(Stored data entries)
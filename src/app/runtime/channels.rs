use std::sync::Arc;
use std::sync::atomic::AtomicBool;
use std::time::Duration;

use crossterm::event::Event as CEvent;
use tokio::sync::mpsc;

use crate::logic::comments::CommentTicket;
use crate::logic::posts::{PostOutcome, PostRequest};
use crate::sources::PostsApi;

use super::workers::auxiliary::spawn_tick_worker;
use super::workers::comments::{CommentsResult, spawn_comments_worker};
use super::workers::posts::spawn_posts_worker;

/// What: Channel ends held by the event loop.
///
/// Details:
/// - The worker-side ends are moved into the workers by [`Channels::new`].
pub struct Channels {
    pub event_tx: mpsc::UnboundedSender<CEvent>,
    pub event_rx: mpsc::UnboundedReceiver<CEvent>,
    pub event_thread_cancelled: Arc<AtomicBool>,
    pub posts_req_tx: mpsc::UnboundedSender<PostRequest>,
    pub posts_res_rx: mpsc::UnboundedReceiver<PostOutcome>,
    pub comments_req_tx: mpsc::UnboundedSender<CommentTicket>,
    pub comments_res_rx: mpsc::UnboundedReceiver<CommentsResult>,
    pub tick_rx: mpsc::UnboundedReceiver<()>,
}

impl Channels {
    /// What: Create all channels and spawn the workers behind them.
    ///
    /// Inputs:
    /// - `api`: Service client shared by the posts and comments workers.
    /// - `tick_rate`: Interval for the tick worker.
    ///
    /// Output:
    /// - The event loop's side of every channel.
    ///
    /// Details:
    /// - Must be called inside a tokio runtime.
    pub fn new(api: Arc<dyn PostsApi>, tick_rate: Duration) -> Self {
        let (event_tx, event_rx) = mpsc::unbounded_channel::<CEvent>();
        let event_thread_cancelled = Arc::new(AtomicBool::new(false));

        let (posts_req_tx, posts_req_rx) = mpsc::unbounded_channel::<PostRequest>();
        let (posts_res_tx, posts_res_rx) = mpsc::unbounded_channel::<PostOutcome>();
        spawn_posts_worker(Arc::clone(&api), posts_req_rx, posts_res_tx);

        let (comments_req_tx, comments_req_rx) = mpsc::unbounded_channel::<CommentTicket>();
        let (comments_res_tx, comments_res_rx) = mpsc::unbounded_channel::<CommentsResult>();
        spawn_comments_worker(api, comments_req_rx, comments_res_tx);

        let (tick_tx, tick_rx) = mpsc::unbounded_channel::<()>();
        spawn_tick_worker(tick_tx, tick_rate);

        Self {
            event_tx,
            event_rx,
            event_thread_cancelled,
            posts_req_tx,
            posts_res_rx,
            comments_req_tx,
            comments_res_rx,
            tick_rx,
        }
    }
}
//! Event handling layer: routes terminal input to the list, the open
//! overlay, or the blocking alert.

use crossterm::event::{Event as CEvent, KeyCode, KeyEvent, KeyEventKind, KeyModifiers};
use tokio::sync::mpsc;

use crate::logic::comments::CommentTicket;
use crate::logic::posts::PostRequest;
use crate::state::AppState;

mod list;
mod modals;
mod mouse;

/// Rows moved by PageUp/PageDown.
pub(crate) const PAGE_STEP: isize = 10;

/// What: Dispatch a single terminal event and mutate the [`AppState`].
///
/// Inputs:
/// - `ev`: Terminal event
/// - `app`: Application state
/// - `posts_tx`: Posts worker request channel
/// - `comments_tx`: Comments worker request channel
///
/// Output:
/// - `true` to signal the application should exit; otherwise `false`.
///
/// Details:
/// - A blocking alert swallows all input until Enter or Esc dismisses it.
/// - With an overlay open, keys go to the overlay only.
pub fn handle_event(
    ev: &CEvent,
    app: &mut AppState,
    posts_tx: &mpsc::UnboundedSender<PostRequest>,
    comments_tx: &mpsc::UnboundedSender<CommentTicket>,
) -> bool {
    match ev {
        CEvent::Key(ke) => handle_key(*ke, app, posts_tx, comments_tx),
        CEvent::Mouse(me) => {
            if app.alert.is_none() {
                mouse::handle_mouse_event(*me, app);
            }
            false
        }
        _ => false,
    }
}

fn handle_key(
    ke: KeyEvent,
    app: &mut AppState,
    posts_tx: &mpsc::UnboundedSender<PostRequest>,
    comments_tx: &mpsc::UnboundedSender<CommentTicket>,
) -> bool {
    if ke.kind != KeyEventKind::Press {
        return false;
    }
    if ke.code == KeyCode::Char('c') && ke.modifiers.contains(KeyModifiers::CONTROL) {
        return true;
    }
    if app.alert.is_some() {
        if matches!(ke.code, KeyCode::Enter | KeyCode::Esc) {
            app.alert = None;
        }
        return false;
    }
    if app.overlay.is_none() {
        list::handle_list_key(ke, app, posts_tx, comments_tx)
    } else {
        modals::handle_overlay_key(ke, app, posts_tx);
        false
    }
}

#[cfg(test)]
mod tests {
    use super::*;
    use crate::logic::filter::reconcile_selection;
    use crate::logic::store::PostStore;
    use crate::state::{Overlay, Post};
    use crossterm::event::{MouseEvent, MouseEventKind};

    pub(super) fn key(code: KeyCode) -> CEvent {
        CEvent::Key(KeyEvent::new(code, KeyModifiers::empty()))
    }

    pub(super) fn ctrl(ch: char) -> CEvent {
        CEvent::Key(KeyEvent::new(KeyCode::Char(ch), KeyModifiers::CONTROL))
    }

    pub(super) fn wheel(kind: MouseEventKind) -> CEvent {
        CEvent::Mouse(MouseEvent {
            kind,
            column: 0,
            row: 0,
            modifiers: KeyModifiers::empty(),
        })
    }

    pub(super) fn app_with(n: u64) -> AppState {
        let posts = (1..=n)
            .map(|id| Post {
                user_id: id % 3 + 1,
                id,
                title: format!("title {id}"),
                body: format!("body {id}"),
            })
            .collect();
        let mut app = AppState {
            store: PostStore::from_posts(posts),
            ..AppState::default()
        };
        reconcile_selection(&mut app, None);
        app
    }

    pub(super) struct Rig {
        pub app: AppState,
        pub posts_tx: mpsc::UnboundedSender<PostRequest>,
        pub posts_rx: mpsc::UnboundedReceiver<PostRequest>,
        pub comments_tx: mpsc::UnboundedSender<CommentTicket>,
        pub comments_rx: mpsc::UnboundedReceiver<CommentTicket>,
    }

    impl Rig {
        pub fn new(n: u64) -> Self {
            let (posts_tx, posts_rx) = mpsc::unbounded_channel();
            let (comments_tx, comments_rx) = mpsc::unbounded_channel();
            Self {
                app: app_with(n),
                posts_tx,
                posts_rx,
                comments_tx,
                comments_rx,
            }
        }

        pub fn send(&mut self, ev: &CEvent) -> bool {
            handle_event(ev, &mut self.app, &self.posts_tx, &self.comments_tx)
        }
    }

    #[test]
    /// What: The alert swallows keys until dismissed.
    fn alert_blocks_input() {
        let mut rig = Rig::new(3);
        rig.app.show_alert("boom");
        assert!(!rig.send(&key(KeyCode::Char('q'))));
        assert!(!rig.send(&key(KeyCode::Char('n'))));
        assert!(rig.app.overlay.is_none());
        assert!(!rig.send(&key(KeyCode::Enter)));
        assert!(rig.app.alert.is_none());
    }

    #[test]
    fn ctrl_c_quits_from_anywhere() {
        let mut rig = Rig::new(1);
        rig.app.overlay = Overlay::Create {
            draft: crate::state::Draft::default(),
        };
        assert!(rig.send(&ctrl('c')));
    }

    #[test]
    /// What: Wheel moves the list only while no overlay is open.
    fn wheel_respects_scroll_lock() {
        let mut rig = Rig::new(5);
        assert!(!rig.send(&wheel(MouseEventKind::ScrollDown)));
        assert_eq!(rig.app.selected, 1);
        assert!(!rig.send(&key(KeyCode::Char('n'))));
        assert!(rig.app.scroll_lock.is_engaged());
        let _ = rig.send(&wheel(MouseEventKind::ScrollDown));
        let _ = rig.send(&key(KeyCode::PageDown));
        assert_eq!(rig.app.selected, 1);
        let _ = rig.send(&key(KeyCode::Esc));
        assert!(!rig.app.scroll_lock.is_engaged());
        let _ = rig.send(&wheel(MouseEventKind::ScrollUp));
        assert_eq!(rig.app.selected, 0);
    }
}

** WORK REQUEST **
Scan the entries above for the string "empty", and copy every line where it turns up.

** PROBLEM SOLUTION **
        CEvent::Key(KeyEvent::new(code, KeyModifiers::empty()))
            modifiers: KeyModifiers::empty(),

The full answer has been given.